The discussion is intentionally informal. We skip strict formal derivations and focus on conceptual clarity. If you want full formal development, many excellent textbooks are available. Read one, get puzzled, then come back here.

Let us begin.

Characters

Alice

Age: 10

Personality: Curious, outspoken, never satisfied with vague answers.

Hobbies: Watching stars, reading storybooks, collecting pretty stones.

Likes: Strawberry milk, blue ribbons, mysterious stories.

Bob

Age: 12

Personality: Calm and a bit logical. Observes before concluding.

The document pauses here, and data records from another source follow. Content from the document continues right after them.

//! Domain entities and their state enums.
//!
//! Entities are plain data; all mutation goes through the lifecycle managers.
//! Each mutable entity carries a `version` counter that the record stores use
//! for optimistic conflict detection on write.

use std::fmt;

use chrono::{DateTime, Utc};
use serde::{Deserialize, Serialize};
use uuid::Uuid;

#[derive(Debug, Clone, Copy, PartialEq, Eq, Hash, Serialize, Deserialize)]
#[serde(rename_all = "SCREAMING_SNAKE_CASE")]
pub enum RideStatus {
    Requested,
    Searching,
    Matched,
    Accepted,
    DriverArrived,
    InProgress,
    Completed,
    Cancelled,
    Failed,
}

impl RideStatus {
    /// Statuses that count toward regional demand for surge pricing.
    pub const ACTIVE: [RideStatus; 5] = [
        RideStatus::Requested,
        RideStatus::Searching,
        RideStatus::Matched,
        RideStatus::Accepted,
        RideStatus::InProgress,
    ];

    pub fn is_terminal(self) -> bool {
        matches!(
            self,
            RideStatus::Completed | RideStatus::Cancelled | RideStatus::Failed
        )
    }

    /// Case-insensitive parse of the wire name; unknown values yield `None`.
    pub fn parse(value: &str) -> Option<Self> {
        match value.to_ascii_uppercase().as_str() {
            "REQUESTED" => Some(Self::Requested),
            "SEARCHING" => Some(Self::Searching),
            "MATCHED" => Some(Self::Matched),
            "ACCEPTED" => Some(Self::Accepted),
            "DRIVER_ARRIVED" => Some(Self::DriverArrived),
            "IN_PROGRESS" => Some(Self::InProgress),
            "COMPLETED" => Some(Self::Completed),
            "CANCELLED" => Some(Self::Cancelled),
            "FAILED" => Some(Self::Failed),
            _ => None,
        }
    }

    fn as_str(self) -> &'static str {
        match self {
            Self::Requested => "REQUESTED",
            Self::Searching => "SEARCHING",
            Self::Matched => "MATCHED",
            Self::Accepted => "ACCEPTED",
            Self::DriverArrived => "DRIVER_ARRIVED",
            Self::InProgress => "IN_PROGRESS",
            Self::Completed => "COMPLETED",
            Self::Cancelled => "CANCELLED",
            Self::Failed => "FAILED",
        }
    }
}

impl fmt::Display for RideStatus {
    fn fmt(&self, f: &mut fmt::Formatter<'_>) -> fmt::Result {
        f.write_str(self.as_str())
    }
}

#[derive(Debug, Clone, Copy, PartialEq, Eq, Hash, Serialize, Deserialize)]
#[serde(rename_all = "SCREAMING_SNAKE_CASE")]
pub enum TripStatus {
    Started,
    Paused,
    Resumed,
    Ended,
}

impl fmt::Display for TripStatus {
    fn fmt(&self, f: &mut fmt::Formatter<'_>) -> fmt::Result {
        let name = match self {
            Self::Started => "STARTED",
            Self::Paused => "PAUSED",
            Self::Resumed => "RESUMED",
            Self::Ended => "ENDED",
        };
        f.write_str(name)
    }
}

#[derive(Debug, Clone, Copy, PartialEq, Eq, Hash, Serialize, Deserialize)]
#[serde(rename_all = "SCREAMING_SNAKE_CASE")]
pub enum PaymentStatus {
    Pending,
    Processing,
    Success,
    Failed,
}

#[derive(Debug, Clone, Copy, PartialEq, Eq, Hash, Serialize, Deserialize)]
#[serde(rename_all = "SCREAMING_SNAKE_CASE")]
pub enum DriverStatus {
    Available,
    Busy,
    OnRide,
    Offline,
}

#[derive(Debug, Clone, Copy, PartialEq, Eq, Hash, Serialize, Deserialize)]
#[serde(rename_all = "SCREAMING_SNAKE_CASE")]
pub enum VehicleTier {
    Economy,
    Premium,
    Luxury,
    Suv,
}

impl fmt::Display for VehicleTier {
    fn fmt(&self, f: &mut fmt::Formatter<'_>) -> fmt::Result {
        let name = match self {
            Self::Economy => "ECONOMY",
            Self::Premium => "PREMIUM",
            Self::Luxury => "LUXURY",
            Self::Suv => "SUV",
        };
        f.write_str(name)
    }
}

#[derive(Debug, Clone, Copy, PartialEq, Eq, Hash, Serialize, Deserialize)]
#[serde(rename_all = "SCREAMING_SNAKE_CASE")]
pub enum PaymentMethod {
    Card,
    Upi,
    Wallet,
    Cash,
}

/// A ride from request through terminal state. Never deleted; terminal
/// rides are retained for audit.
#[derive(Debug, Clone, Serialize, Deserialize)]
pub struct Ride {
    pub id: Uuid,
    pub idempotency_key: String,
    pub rider_id: Uuid,
    /// Set when the ride is matched; present in all later driver-bound states.
    pub driver_id: Option<Uuid>,
    pub status: RideStatus,
    pub vehicle_tier: VehicleTier,
    pub payment_method: PaymentMethod,
    pub pickup_latitude: f64,
    pub pickup_longitude: f64,
    pub pickup_address: String,
    pub destination_latitude: f64,
    pub destination_longitude: f64,
    pub destination_address: String,
    pub region: String,
    pub estimated_fare: f64,
    pub surge_multiplier: f64,
    pub created_at: DateTime<Utc>,
    pub matched_at: Option<DateTime<Utc>>,
    pub accepted_at: Option<DateTime<Utc>>,
    pub started_at: Option<DateTime<Utc>>,
    pub ended_at: Option<DateTime<Utc>>,
    pub cancelled_at: Option<DateTime<Utc>>,
    pub failure_reason: Option<String>,
    pub version: u64,
}

impl Ride {
    pub fn new(
        idempotency_key: String,
        request: &CreateRideRequest,
        surge_multiplier: f64,
        estimated_fare: f64,
    ) -> Self {
        Self {
            id: Uuid::new_v4(),
            idempotency_key,
            rider_id: request.rider_id,
            driver_id: None,
            status: RideStatus::Requested,
            vehicle_tier: request.vehicle_tier,
            payment_method: request.payment_method,
            pickup_latitude: request.pickup_latitude,
            pickup_longitude: request.pickup_longitude,
            pickup_address: request.pickup_address.clone(),
            destination_latitude: request.destination_latitude,
            destination_longitude: request.destination_longitude,
            destination_address: request.destination_address.clone(),
            region: request.region.clone(),
            estimated_fare,
            surge_multiplier,
            created_at: Utc::now(),
            matched_at: None,
            accepted_at: None,
            started_at: None,
            ended_at: None,
            cancelled_at: None,
            failure_reason: None,
            version: 1,
        }
    }
}

/// One trip per ride; immutable once `Ended`.
#[derive(Debug, Clone, Serialize, Deserialize)]
pub struct Trip {
    pub id: Uuid,
    pub ride_id: Uuid,
    pub driver_id: Uuid,
    pub rider_id: Uuid,
    pub status: TripStatus,
    pub start_latitude: f64,
    pub start_longitude: f64,
    pub end_latitude: Option<f64>,
    pub end_longitude: Option<f64>,
    pub start_time: DateTime<Utc>,
    pub end_time: Option<DateTime<Utc>>,
    pub paused_at: Option<DateTime<Utc>>,
    pub paused_duration_seconds: i64,
    pub distance_km: f64,
    /// Active minutes: wall time minus accumulated paused time.
    pub duration_minutes: i64,
    /// Copied from the ride when the trip starts.
    pub surge_multiplier: f64,
    pub total_fare: Option<f64>,
    pub version: u64,
}

impl Trip {
    pub fn new(ride: &Ride, driver_id: Uuid) -> Self {
        Self {
            id: Uuid::new_v4(),
            ride_id: ride.id,
            driver_id,
            rider_id: ride.rider_id,
            status: TripStatus::Started,
            start_latitude: ride.pickup_latitude,
            start_longitude: ride.pickup_longitude,
            end_latitude: None,
            end_longitude: None,
            start_time: Utc::now(),
            end_time: None,
            paused_at: None,
            paused_duration_seconds: 0,
            distance_km: 0.0,
            duration_minutes: 0,
            surge_multiplier: ride.surge_multiplier,
            total_fare: None,
            version: 1,
        }
    }
}

#[derive(Debug, Clone, Serialize, Deserialize)]
pub struct Payment {
    pub id: Uuid,
    pub idempotency_key: String,
    pub ride_id: Uuid,
    pub trip_id: Uuid,
    pub rider_id: Uuid,
    pub driver_id: Uuid,
    pub amount: f64,
    pub payment_method: PaymentMethod,
    pub status: PaymentStatus,
    pub transaction_id: Option<String>,
    pub failure_reason: Option<String>,
    pub retry_count: u32,
    pub created_at: DateTime<Utc>,
    pub version: u64,
}

impl Payment {
    pub fn new(
        idempotency_key: String,
        request: &PaymentRequest,
        rider_id: Uuid,
        driver_id: Uuid,
    ) -> Self {
        Self {
            id: Uuid::new_v4(),
            idempotency_key,
            ride_id: request.ride_id,
            trip_id: request.trip_id,
            rider_id,
            driver_id,
            amount: request.amount,
            payment_method: request.payment_method,
            status: PaymentStatus::Pending,
            transaction_id: None,
            failure_reason: None,
            retry_count: 0,
            created_at: Utc::now(),
            version: 1,
        }
    }
}

/// Driver availability record. Profile CRUD lives with an external
/// collaborator; the core reads it for matching and writes status flips.
#[derive(Debug, Clone, Serialize, Deserialize)]
pub struct DriverRecord {
    pub id: Uuid,
    pub name: String,
    pub phone_number: String,
    pub vehicle_number: String,
    pub status: DriverStatus,
    pub vehicle_tier: VehicleTier,
    pub region: String,
    pub rating: f64,
}

#[derive(Debug, Clone, Serialize, Deserialize)]
pub struct CreateRideRequest {
    pub rider_id: Uuid,
    pub pickup_latitude: f64,
    pub pickup_longitude: f64,
    pub pickup_address: String,
    pub destination_latitude: f64,
    pub destination_longitude: f64,
    pub destination_address: String,
    pub vehicle_tier: VehicleTier,
    pub payment_method: PaymentMethod,
    pub region: String,
    pub idempotency_key: Option<String>,
}

#[derive(Debug, Clone, Serialize, Deserialize)]
pub struct EndTripRequest {
    pub trip_id: Uuid,
    pub end_latitude: f64,
    pub end_longitude: f64,
    pub distance_km: f64,
}

#[derive(Debug, Clone, Serialize, Deserialize)]
pub struct PaymentRequest {
    pub ride_id: Uuid,
    pub trip_id: Uuid,
    pub amount: f64,
    pub payment_method: PaymentMethod,
    pub idempotency_key: Option<String>,
}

Hobbies: Crafting, maps, taking clocks apart and reassembling them.

Likes: Hamburgers, toolboxes, new notebooks.

Charlie

Age: 11

Personality: Relaxed but sharp. Good at seeing the big picture from a distance.

Hobbies: Naps, walks, watching cloud shapes.

Likes: Melon bread, wide scenery, binoculars.

Chapter 1: Special Relativity

The Principle of Invariant Light Speed

An inertial frame is a frame moving at constant velocity in a straight line. A rest frame means an inertial frame in which the observer is at rest.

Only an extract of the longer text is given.